Saved data entries:
#[cfg(test)]
mod tests {
    use super::*;
    use crate::context::Artifacts;
    use gemprice_core::{Column, EMBEDDING_DIM};
    use gemprice_model::{GradientBoostedRegressor, LinearRegressor, StackingRegressor, TargetTransform};
    use gemprice_schema::{PipelineBuilder, PipelineSchema};
    use gemprice_vision::{Backbone, ExtractorConfig, ImageFeatureExtractor, VisionError};
    use image::{DynamicImage, ImageFormat, Rgb, RgbImage};
    use serde_json::json;
    use std::io::Cursor;
    use std::path::Path;
    use std::sync::Arc;

    struct OnesBackbone;

    impl Backbone for OnesBackbone {
        fn name(&self) -> &str {
            "ones"
        }

        fn output_dim(&self) -> usize {
            EMBEDDING_DIM
        }

        fn forward(&self, _pixels: Vec<f32>, _size: usize) -> Result<Vec<f32>, VisionError> {
            Ok(vec![1.0; EMBEDDING_DIM])
        }
    }

    fn diamond(weight: f64, cut: &str, clarity: &str, shape: &str) -> RawRecord {
        RawRecord::new()
            .with_number(Column::Weight, weight)
            .with_number(Column::X, weight * 6.0)
            .with_number(Column::Y, weight * 6.0)
            .with_number(Column::Z, weight * 4.0)
            .with_text(Column::Cut, cut)
            .with_text(Column::Polish, cut)
            .with_text(Column::Symmetry, cut)
            .with_text(Column::Clarity, clarity)
            .with_text(Column::Colour, "H")
            .with_text(Column::Fluorescence, "N")
            .with_text(Column::Shape, shape)
    }

    /// Single tree: feature 0 below 0 gives `low`, otherwise `high`
    fn stump(num_features: usize, low: f32, high: f32) -> GradientBoostedRegressor {
        let doc = json!({
            "learner": {
                "gradient_booster": {
                    "name": "gbtree",
                    "model": {
                        "gbtree_model_param": {"num_trees": "1"},
                        "trees": [{
                            "tree_param": {"num_nodes": "3", "num_feature": num_features.to_string()},
                            "base_weights": [0.0, low, high],
                            "left_children": [1, -1, -1],
                            "right_children": [2, -1, -1],
                            "split_indices": [0, 0, 0],
                            "split_conditions": [0.0, 0.0, 0.0],
                            "default_left": [1, 0, 0]
                        }]
                    }
                },
                "objective": {"name": "reg:squarederror"},
                "learner_model_param": {"base_score": "0", "num_feature": num_features.to_string()}
            }
        });
        GradientBoostedRegressor::from_slice(doc.to_string().as_bytes()).unwrap()
    }

    fn context(dir: &Path, stacking_inputs: Vec<StackInput>, coefficients: Vec<f64>) -> PredictionContext {
        let rows = vec![
            diamond(0.9, "EX", "VS1", "Round"),
            diamond(1.2, "VG", "SI2", "Cushion"),
            diamond(0.5, "EX", "IF", "Heart"),
            diamond(1.0, "GD", "VS2", "Round"),
        ];
        let tabular = PipelineBuilder::new(PipelineSchema::tabular()).name("tabular").fit(&rows).unwrap();
        let multimodal = PipelineBuilder::new(PipelineSchema::multimodal())
            .name("multimodal")
            .fit(&rows)
            .unwrap();

        let artifacts = Artifacts {
            tabular_regressor: stump(tabular.output_width, 1000.0, 5000.0),
            multimodal_regressor: stump(multimodal.output_width, 7.0, 8.0),
            tabular_pipeline: tabular,
            multimodal_pipeline: multimodal,
            stacking_regressor: StackingRegressor {
                format_version: 1,
                inputs: stacking_inputs,
                passthrough: false,
                final_estimator: LinearRegressor::new(coefficients, 0.0),
                target_transform: TargetTransform::Log1p,
            },
        };

        let extractor = ImageFeatureExtractor::with_backbone(ExtractorConfig::default(), Box::new(OnesBackbone));
        PredictionContext::from_parts(artifacts, Arc::new(extractor))
            .unwrap()
            .with_temp_dir(dir)
    }

    fn request() -> PredictRequest {
        serde_json::from_value(json!({
            "Weight": 1.5, "X": 7.4, "Y": 7.4, "Z": 4.6,
            "Cut": "EX", "Polish": "EX", "Symmetry": "EX",
            "Clarity": "VS1", "Colour": "H", "Fluorescence": "N",
            "Shape": "Round", "Colour_IsFancy": 0
        }))
        .unwrap()
    }

    fn png() -> Vec<u8> {
        let mut bytes = Cursor::new(Vec::new());
        DynamicImage::ImageRgb8(RgbImage::from_pixel(10, 10, Rgb([200, 200, 210])))
            .write_to(&mut bytes, ImageFormat::Png)
            .unwrap();
        bytes.into_inner()
    }

    #[test]
    fn test_tabular_prediction() {
        let dir = tempfile::tempdir().unwrap();
        let ctx = context(dir.path(), vec![StackInput::Multimodal], vec![1.0]);

        // weight above the median scales positive, so the stump goes right
        let p = ctx.predict_tabular(request()).unwrap();
        assert_eq!(p.predicted_price, 5000.0);
        assert!(p.predicted_price.is_finite() && p.predicted_price >= 0.0);
    }

    #[test]
    fn test_multimodal_inverse_log() {
        let dir = tempfile::tempdir().unwrap();
        let ctx = context(dir.path(), vec![StackInput::Multimodal], vec![1.0]);

        let p = ctx
            .predict_multimodal(request(), Some(ImageUpload::new("stone.png", png())))
            .unwrap();
        assert!((p.predicted_price - 2980.957987).abs() < 1e-2);
        assert_eq!(std::fs::read_dir(dir.path()).unwrap().count(), 0);
    }

    #[test]
    fn test_stacking_with_tabular_input() {
        let dir = tempfile::tempdir().unwrap();
        let ctx = context(
            dir.path(),
            vec![StackInput::Multimodal, StackInput::Tabular],
            vec![0.5, 0.001],
        );
        assert!(ctx.stacking().uses(StackInput::Tabular));

        // 0.5 * 8 + 0.001 * 5000 = 9
        let p = ctx
            .predict_multimodal(request(), Some(ImageUpload::new("stone.png", png())))
            .unwrap();
        assert!((p.predicted_price - 9f64.exp_m1()).abs() < 1e-2);
    }

    #[test]
    fn test_missing_and_unnamed_image() {
        let dir = tempfile::tempdir().unwrap();
        let ctx = context(dir.path(), vec![StackInput::Multimodal], vec![1.0]);

        let err = ctx.predict_multimodal(request(), None).unwrap_err();
        assert_eq!(err.kind(), "invalid_input");

        let err = ctx
            .predict_multimodal(request(), Some(ImageUpload::new("", png())))
            .unwrap_err();
        assert_eq!(err.kind(), "invalid_input");
    }

    #[test]
    fn test_undecodable_upload_leaves_no_file() {
        let dir = tempfile::tempdir().unwrap();
        let ctx = context(dir.path(), vec![StackInput::Multimodal], vec![1.0]);

        let err = ctx
            .predict_multimodal(request(), Some(ImageUpload::new("stone.jpg", b"not an image".to_vec())))
            .unwrap_err();
        assert_eq!(err.kind(), "invalid_input");
        assert_eq!(std::fs::read_dir(dir.path()).unwrap().count(), 0);
    }

    #[test]
    fn test_oversized_upload_rejected_before_decoding() {
        let dir = tempfile::tempdir().unwrap();
        let ctx = context(dir.path(), vec![StackInput::Multimodal], vec![1.0]);

        let mut bytes = Cursor::new(Vec::new());
        DynamicImage::ImageLuma8(image::GrayImage::new(MAX_UPLOAD_DIMENSION + 1, 1))
            .write_to(&mut bytes, ImageFormat::Png)
            .unwrap();
        let upload = ImageUpload::new("wide.png", bytes.into_inner());

        assert!(matches!(upload.decode(), Err(PredictError::InvalidInput(_))));
        let err = ctx.predict_multimodal(request(), Some(upload)).unwrap_err();
        assert_eq!(err.kind(), "invalid_input");
        assert_eq!(std::fs::read_dir(dir.path()).unwrap().count(), 0);
    }

    #[test]
    fn test_tabular_batch_matches_single_requests() {
        let dir = tempfile::tempdir().unwrap();
        let ctx = context(dir.path(), vec![StackInput::Multimodal], vec![1.0]);

        let light = request().with(Column::Weight, crate::request::FieldInput::Number(0.3));
        let batch = ctx.predict_tabular_batch(vec![request(), light.clone(), PredictRequest::new()]).unwrap();

        assert_eq!(batch.len(), 3);
        assert_eq!(batch[0], ctx.predict_tabular(request()).unwrap());
        assert_eq!(batch[1], ctx.predict_tabular(light).unwrap());
        assert_eq!(batch[1].predicted_price, 1000.0);
        assert!(ctx.predict_tabular_batch(Vec::new()).unwrap().is_empty());
    }

    #[test]
    fn test_tabular_batch_reports_bad_row() {
        let dir = tempfile::tempdir().unwrap();
        let ctx = context(dir.path(), vec![StackInput::Multimodal], vec![1.0]);

        let bad = request().with(Column::X, crate::request::FieldInput::Text("wide".into()));
        let err = ctx.predict_tabular_batch(vec![request(), bad]).unwrap_err();
        assert_eq!(err.kind(), "invalid_input");
        assert!(err.to_string().starts_with("row 2:"));
    }

    #[test]
    fn test_malformed_numeric_rejected() {
        let dir = tempfile::tempdir().unwrap();
        let ctx = context(dir.path(), vec![StackInput::Multimodal], vec![1.0]);

        let bad = request().with(Column::Weight, crate::request::FieldInput::Text("abc".into()));
        assert_eq!(ctx.predict_tabular(bad).unwrap_err().kind(), "invalid_input");
    }

    #[test]
    fn test_overflowing_estimate_is_prediction_error() {
        let dir = tempfile::tempdir().unwrap();
        let ctx = context(dir.path(), vec![StackInput::Multimodal, StackInput::Tabular], vec![1.0, 1.0]);

        // ln(1 + price) = 5008 has no finite inverse
        let err = ctx
            .predict_multimodal(request(), Some(ImageUpload::new("stone.png", png())))
            .unwrap_err();
        assert_eq!(err.kind(), "prediction");
        assert_eq!(std::fs::read_dir(dir.path()).unwrap().count(), 0);
    }

    #[test]
    fn test_context_rejects_width_mismatch() {
        let rows = vec![diamond(0.9, "EX", "VS1", "Round"), diamond(1.2, "VG", "SI2", "Cushion")];
        let tabular = PipelineBuilder::new(PipelineSchema::tabular()).fit(&rows).unwrap();
        let multimodal = PipelineBuilder::new(PipelineSchema::multimodal()).fit(&rows).unwrap();
        let artifacts = Artifacts {
            tabular_regressor: stump(tabular.output_width + 1, 0.0, 1.0),
            multimodal_regressor: stump(multimodal.output_width, 0.0, 1.0),
            tabular_pipeline: tabular,
            multimodal_pipeline: multimodal,
            stacking_regressor: StackingRegressor {
                format_version: 1,
                inputs: vec![StackInput::Multimodal],
                passthrough: false,
                final_estimator: LinearRegressor::new(vec![1.0], 0.0),
                target_transform: TargetTransform::Log1p,
            },
        };
        let extractor = Arc::new(ImageFeatureExtractor::degraded(ExtractorConfig::default(), "test"));
        assert!(matches!(
            PredictionContext::from_parts(artifacts, extractor),
            Err(crate::error::StartupError::Mismatch(_))
        ));
    }
}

**Task requirements**: Task for the records above: copy every line in which the word "json" occurs.

**Final answer**:
    use serde_json::json;
        let doc = json!({
        serde_json::from_value(json!({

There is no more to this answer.